# V19 Configuration

Configuration TBD

ID Detailed Verification Requirement Level 1 Level 2 Level 3 Since
19.1 All components should be up to date with proper security configuration(s) and version(s). This should include removal of unneeded configurations and folders such as sample applications, platform documentation, and default or example users. x x x 3.0
19.2 Communications between components, such as between the application server and the database server, should be encrypted, particularly when the components are in different containers or on different systems. x x 3.0
19.3 Communications between components, such as between the application server and the database server should be authenticated using an account with the least necessary privileges. x x 3.0
19.4 Verify application deployments are adequately sandboxed, containerized or isolated to delay and deter attackers from attacking other applications. x x 3.0
19.5 Verify that the application build and deployment processes are performed in a secure fashion. x x 3.0
19.6 Verify that authorised administrators have the capability to verify the integrity of all security-relevant configurations to ensure that they have not been tampered with. x 3.0
19.7 Verify that all application components are signed. x 3.0
19.8 Verify that third party components come from trusted repositories. x 3.0
19.9 Ensure that build processes for system level languages have all security flags enabled, such as ASLR, DEP, and security checks. x 3.0
19.10 Verify that all application assets are hosted by the application, such as JavaScript libraries, CSS stylesheets and web fonts are hosted by the application rather than rely on a CDN or external provider. x 3.0.1

# 19.1

All components are kept up to date.

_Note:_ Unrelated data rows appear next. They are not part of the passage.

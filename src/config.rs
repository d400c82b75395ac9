//! Test case configuration
//!
//! [`TestCaseConfig`] controls how often a test body runs, on how many worker
//! threads, and how long the whole batch may take. Values are validated once
//! when built and never change afterwards.

use std::time::Duration;

use serde::{Deserialize, Serialize};

/// Default wall-clock bound for a whole batch of invocations
pub const DEFAULT_TIMEOUT: Duration = Duration::from_secs(600);

/// Errors raised while building a configuration
#[derive(Debug, Clone, PartialEq, Eq, thiserror::Error)]
pub enum ConfigError {
    #[error("threads must be at least 1, got {0}")]
    InvalidThreads(usize),

    #[error("invocations must be at least 1, got {0}")]
    InvalidInvocations(usize),

    #[error("timeout must be greater than zero")]
    ZeroTimeout,
}

/// Execution settings for one test case
#[derive(Debug, Clone, Copy, PartialEq, Eq, Serialize, Deserialize)]
#[serde(try_from = "RawConfig", into = "RawConfig")]
pub struct TestCaseConfig {
    threads: usize,
    invocations: usize,
    timeout: Duration,
}

impl TestCaseConfig {
    pub fn builder() -> TestCaseConfigBuilder {
        TestCaseConfigBuilder::default()
    }

    /// Worker pool size
    pub fn threads(&self) -> usize {
        self.threads
    }

    /// Number of times the body is run
    pub fn invocations(&self) -> usize {
        self.invocations
    }

    /// Bound on the entire batch, not on each invocation
    pub fn timeout(&self) -> Duration {
        self.timeout
    }

    /// Threads actually worth spawning: never more than there are invocations.
    pub(crate) fn effective_threads(&self) -> usize {
        self.threads.min(self.invocations)
    }

    fn validate(self) -> Result<Self, ConfigError> {
        if self.threads == 0 {
            return Err(ConfigError::InvalidThreads(self.threads));
        }
        if self.invocations == 0 {
            return Err(ConfigError::InvalidInvocations(self.invocations));
        }
        if self.timeout.is_zero() {
            return Err(ConfigError::ZeroTimeout);
        }
        Ok(self)
    }
}

impl Default for TestCaseConfig {
    fn default() -> Self {
        Self {
            threads: 1,
            invocations: 1,
            timeout: DEFAULT_TIMEOUT,
        }
    }
}

/// Builder for [`TestCaseConfig`]
#[derive(Debug, Clone)]
pub struct TestCaseConfigBuilder {
    config: TestCaseConfig,
}

impl Default for TestCaseConfigBuilder {
    fn default() -> Self {
        Self {
            config: TestCaseConfig::default(),
        }
    }
}

impl TestCaseConfigBuilder {
    pub fn threads(mut self, threads: usize) -> Self {
        self.config.threads = threads;
        self
    }

    pub fn invocations(mut self, invocations: usize) -> Self {
        self.config.invocations = invocations;
        self
    }

    pub fn timeout(mut self, timeout: Duration) -> Self {
        self.config.timeout = timeout;
        self
    }

    pub fn build(self) -> Result<TestCaseConfig, ConfigError> {
        self.config.validate()
    }
}

/// Serialized shape; the timeout travels as milliseconds.
#[derive(Serialize, Deserialize)]
struct RawConfig {
    #[serde(default = "one")]
    threads: usize,
    #[serde(default = "one")]
    invocations: usize,
    #[serde(default = "default_timeout_ms")]
    timeout_ms: u64,
}

fn one() -> usize {
    1
}

fn default_timeout_ms() -> u64 {
    DEFAULT_TIMEOUT.as_millis() as u64
}

impl TryFrom<RawConfig> for TestCaseConfig {
    type Error = ConfigError;

    fn try_from(raw: RawConfig) -> Result<Self, Self::Error> {
        TestCaseConfig {
            threads: raw.threads,
            invocations: raw.invocations,
            timeout: Duration::from_millis(raw.timeout_ms),
        }
        .validate()
    }
}

impl From<TestCaseConfig> for RawConfig {
    fn from(config: TestCaseConfig) -> Self {
        RawConfig {
            threads: config.threads,
            invocations: config.invocations,
            timeout_ms: u64::try_from(config.timeout.as_millis()).unwrap_or(u64::MAX),
        }
    }
}

#[cfg(test)]
mod tests {
    use super::*;

    #[test]
    fn test_default_config() {
        let config = TestCaseConfig::default();
        assert_eq!(config.threads(), 1);
        assert_eq!(config.invocations(), 1);
        assert_eq!(config.timeout(), Duration::from_secs(600));
    }

    #[test]
    fn test_builder_validates() {
        assert_eq!(
            TestCaseConfig::builder().threads(0).build(),
            Err(ConfigError::InvalidThreads(0))
        );
        assert_eq!(
            TestCaseConfig::builder().invocations(0).build(),
            Err(ConfigError::InvalidInvocations(0))
        );
        assert_eq!(
            TestCaseConfig::builder().timeout(Duration::ZERO).build(),
            Err(ConfigError::ZeroTimeout)
        );

        let config = TestCaseConfig::builder()
            .threads(8)
            .invocations(100)
            .timeout(Duration::from_secs(5))
            .build()
            .unwrap();
        assert_eq!(config.threads(), 8);
        assert_eq!(config.invocations(), 100);
    }

    #[test]
    fn test_effective_threads_capped_by_invocations() {
        let config = TestCaseConfig::builder()
            .threads(8)
            .invocations(3)
            .build()
            .unwrap();
        assert_eq!(config.effective_threads(), 3);
    }

    #[test]
    fn test_deserialize_fills_defaults_and_validates() {
        let config: TestCaseConfig = serde_json::from_str(r#"{"threads": 4}"#).unwrap();
        assert_eq!(config.threads(), 4);
        assert_eq!(config.invocations(), 1);
        assert_eq!(config.timeout(), DEFAULT_TIMEOUT);

        let config: TestCaseConfig =
            serde_json::from_str(r#"{"invocations": 50, "timeout_ms": 1500}"#).unwrap();
        assert_eq!(config.timeout(), Duration::from_millis(1500));

        let error = serde_json::from_str::<TestCaseConfig>(r#"{"threads": 0}"#).unwrap_err();
        assert!(error.to_string().contains("threads must be at least 1"));
    }

    #[test]
    fn test_serialize_uses_milliseconds() {
        let config = TestCaseConfig::builder()
            .timeout(Duration::from_secs(2))
            .build()
            .unwrap();
        let json = serde_json::to_value(config).unwrap();
        assert_eq!(json["timeout_ms"], 2000);
        assert_eq!(json["threads"], 1);
    }
}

There are multiple scanners and checks in place to check for security vulnerabilities.

# 19.2

All traffic between components is encrypted. It's in general the administrators responsibility to use e.g. encryption for the Database connection. Psono.pw is configured correctly.

# 19.3

Application wise there is no requirement that would prevent this. In general it is the administrators to use a user with the least necessary privileges. Psono.pw is configured correctly.

# 19.4

Application deployments are completely sandboxed with Gitlab Runner.

# 19.5

Build and deployment process is performed in an secure environment with manualy approval.

# 19.6 (violation)

Containers are currently not signed.

# 19.7 (violation)

Containers are currently not signed.

# 19.8

Components come from trusted sources as far as it is possible in the open source field with public package repositories.

# 19.9

Python enabled ASLR and DEP since Python 3.4

# 19.10

All assets are hosed by the application and not on a CDN or external provider.